__WHAT IS REQUIRED__: Only the lines from the one that contains "pub mod pip;" through the last line of the records should appear, each printed exactly as it is.

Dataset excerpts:
════════════════

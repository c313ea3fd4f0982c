//! Atlas - point-in-polygon region classification
//!
//! Resolves which administrative district or user-drawn boundary contains a
//! coordinate. Regions are supplied per request as plain data; storage,
//! transport and rendering belong to the caller.

pub mod config;
pub mod error;
pub mod models;
pub mod pip;

pub use error::ClassifyError;
pub use models::{Classification, CoordOrder, CoordValue, Point, Region, RegionRecord};
pub use pip::{classify_against_custom, classify_against_named, contains, Classifier};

════════════════

__TASK RESPONSE__:
pub mod pip;

pub use error::ClassifyError;
pub use models::{Classification, CoordOrder, CoordValue, Point, Region, RegionRecord};
pub use pip::{classify_against_custom, classify_against_named, contains, Classifier};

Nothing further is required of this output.